October 24, 2017 / 11:53 AM / a year ago

Breakingviews - UniCredit gets head start on recovery path

The headquarters of UniCredit bank is seen in Milan, Italy, in this February 8, 2016 file photo

MILAN (Reuters Breakingviews) - UniCredit is getting an early start on its recovery path. A data glitch forced Italy’s biggest bank by assets to publish third-quarter results two weeks ahead of schedule. Fortunately, the figures show lower costs and stronger capital. And a fee-boosting partnership with French asset manager Amundi helped offset the drag from low interest rates.

For UniCredit board members who were summoned to approve the results at the crack of dawn on Tuesday, the inadvertent leak of numbers overnight was a nuisance. For investors, the preliminary figures provided early reassurance that CEO Jean Pierre Mustier’s aggressive restructuring plan is paying dividends.
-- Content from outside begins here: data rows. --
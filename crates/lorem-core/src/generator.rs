use crate::config::GeneratorConfig;
use crate::{LoremError, Request, Result, words};
use rand::rngs::StdRng;
use rand::seq::SliceRandom;
use rand::{Rng, SeedableRng};

/// Positions at or past this offset within a block never get a comma.
const COMMA_WINDOW: usize = 5;

/// Builds placeholder text from a private, reshuffled vocabulary.
///
/// Generation takes `&mut self`: every sentence reshuffles the vocabulary
/// and draws from the random source, so output for equal inputs differs
/// between calls unless the generator was seeded.
#[derive(Debug)]
pub struct Generator<R = StdRng> {
    words: Vec<String>,
    config: GeneratorConfig,
    rng: R,
}

impl Generator<StdRng> {
    /// A generator with the default config, the compiled-in vocabulary and an
    /// entropy-seeded random source.
    pub fn new() -> Self {
        Self::from_parts(
            words::vocabulary(),
            GeneratorConfig::default(),
            StdRng::from_os_rng(),
            false,
        )
    }

    pub fn with_config(config: GeneratorConfig) -> Result<Self> {
        Self::builder().config(config).build()
    }

    /// A generator whose config comes from the defaults overridden by
    /// `WORDS_PER_SENTENCE`, `SENTENCES_PER_PARAGRAPH` and `COMMA_CHANCE`.
    pub fn from_env() -> Self {
        Self::from_parts(
            words::vocabulary(),
            GeneratorConfig::default().with_env(),
            StdRng::from_os_rng(),
            false,
        )
    }

    pub fn builder() -> GeneratorBuilder {
        GeneratorBuilder::default()
    }
}

impl Default for Generator<StdRng> {
    fn default() -> Self {
        Self::new()
    }
}

impl<R: Rng> Generator<R> {
    fn from_parts(
        words: Vec<String>,
        config: GeneratorConfig,
        rng: R,
        seeded: bool,
    ) -> Self {
        tracing::debug!(
            vocabulary = words.len(),
            seeded,
            words_per_sentence = config.words_per_sentence,
            sentences_per_paragraph = config.sentences_per_paragraph,
            comma_chance = config.comma_chance,
            "generator ready"
        );
        Self { words, config, rng }
    }

    pub fn config(&self) -> &GeneratorConfig {
        &self.config
    }

    /// The vocabulary in its current shuffle order.
    pub fn vocabulary(&self) -> &[String] {
        &self.words
    }

    /// Permute the vocabulary in place.
    pub fn shuffle(&mut self) {
        self.words.shuffle(&mut self.rng);
    }

    /// One span of exactly `n` words. Spans longer than `words_per_sentence`
    /// are split into period-terminated blocks.
    pub fn generate(&mut self, n: usize) -> String {
        self.build_sentence(n)
    }

    /// `n` paragraphs separated by a blank line.
    pub fn generate_paragraphs(&mut self, n: usize) -> String {
        (0..n)
            .map(|_| self.build_paragraph())
            .collect::<Vec<_>>()
            .join("\n\n")
    }

    /// Paragraphs when requested, otherwise words, otherwise nothing.
    pub fn generate_from(&mut self, request: &Request) -> String {
        if request.paragraphs > 0 {
            self.generate_paragraphs(request.paragraphs)
        } else if request.words > 0 {
            self.generate(request.words)
        } else {
            String::new()
        }
    }

    fn build_paragraph(&mut self) -> String {
        let per_sentence = self.config.words_per_sentence;
        (0..self.config.sentences_per_paragraph)
            .map(|_| self.build_sentence(per_sentence))
            .collect::<Vec<_>>()
            .join(" ")
    }

    fn build_sentence(&mut self, n: usize) -> String {
        if n == 0 {
            return String::new();
        }

        self.shuffle();
        tracing::trace!(words = n, "building sentence");

        let per_sentence = self.config.words_per_sentence;
        let mut sentence = String::new();

        for i in 0..n {
            let position = i + 1;
            let word = &self.words[i % self.words.len()];

            if i > 0 {
                sentence.push(' ');
            }
            sentence.push_str(&process_word(word, position));

            if position == n || position % per_sentence == 0 {
                sentence.push('.');
            } else if i > 0 && self.wants_comma(position) {
                sentence.push(',');
            }
        }

        sentence
    }

    fn wants_comma(&mut self, position: usize) -> bool {
        let offset = position % self.config.words_per_sentence;
        offset != 0 && offset < COMMA_WINDOW && self.rng.random_ratio(1, self.config.comma_chance)
    }
}

/// Title-case the first word of a sentence; leave the rest alone.
fn process_word(word: &str, position: usize) -> String {
    if position == 1 {
        title_case(word)
    } else {
        word.to_string()
    }
}

fn title_case(word: &str) -> String {
    let mut chars = word.chars();
    match chars.next() {
        Some(first) => first.to_uppercase().chain(chars).collect(),
        None => String::new(),
    }
}

/// Configures a [`Generator`]: vocabulary, shape and random source.
#[derive(Debug, Default)]
pub struct GeneratorBuilder {
    config: GeneratorConfig,
    vocabulary: Option<Vec<String>>,
    seed: Option<u64>,
}

impl GeneratorBuilder {
    pub fn config(mut self, config: GeneratorConfig) -> Self {
        self.config = config;
        self
    }

    pub fn words_per_sentence(mut self, n: usize) -> Self {
        self.config.words_per_sentence = n;
        self
    }

    pub fn sentences_per_paragraph(mut self, n: usize) -> Self {
        self.config.sentences_per_paragraph = n;
        self
    }

    pub fn comma_chance(mut self, n: u32) -> Self {
        self.config.comma_chance = n;
        self
    }

    /// Replace the compiled-in vocabulary.
    pub fn vocabulary<I, S>(mut self, words: I) -> Self
    where
        I: IntoIterator<Item = S>,
        S: Into<String>,
    {
        self.vocabulary = Some(words.into_iter().map(Into::into).collect());
        self
    }

    /// Seed the random source so output is reproducible.
    pub fn seed(mut self, seed: u64) -> Self {
        self.seed = Some(seed);
        self
    }

    pub fn build(self) -> Result<Generator<StdRng>> {
        let (rng, seeded) = match self.seed {
            Some(seed) => (StdRng::seed_from_u64(seed), true),
            None => (StdRng::from_os_rng(), false),
        };
        self.finish(rng, seeded)
    }

    /// Build with a caller-supplied random source. Any configured seed is
    /// ignored.
    pub fn build_with_rng<R: Rng>(self, rng: R) -> Result<Generator<R>> {
        self.finish(rng, false)
    }

    fn finish<R: Rng>(self, rng: R, seeded: bool) -> Result<Generator<R>> {
        self.config.validate()?;

        let words = self.vocabulary.unwrap_or_else(words::vocabulary);
        if words.is_empty() {
            return Err(LoremError::EmptyVocabulary);
        }
        if let Some(bad) = words
            .iter()
            .find(|w| w.is_empty() || w.contains(char::is_whitespace))
        {
            return Err(LoremError::InvalidWord(bad.clone()));
        }

        Ok(Generator::from_parts(words, self.config, rng, seeded))
    }
}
The Milanese bank’s core Tier 1 capital rose to 13.5 percent of risk-weighted assets at the end of September, higher than in the previous quarter and helped by the sale of asset manager Pioneer. This gives UniCredit a buffer to absorb the changes, such as the introduction of new accounting rules which force banks to provision for bad loans in a new way. That should allow it to hit Mustier’s 12.5 percent target ratio at the end of 2019.

There are other comforting signs. Quarterly income from fees was up 4 percent, demonstrating the benefits of the long-term distribution agreement with Amundi, which bought Pioneer in December. The deal allows UniCredit to rejuvenate its offering of investment products while reaping the capital gain from the sale.

Beefing up fee-generating products is a good antidote to Europe’s anaemic interest rate environment. Despite talk of an end to the easy-money phase that has squeezed banks’ traditional sources of income, there is no sign that this will happen soon – or that interest rates will rise very far when it does.

This means that even disciplined banks such as UniCredit might struggle to earn a return that exceeds their cost of capital. That will make consolidation – for example through a combination with Germany’s Commerzbank – increasingly tempting.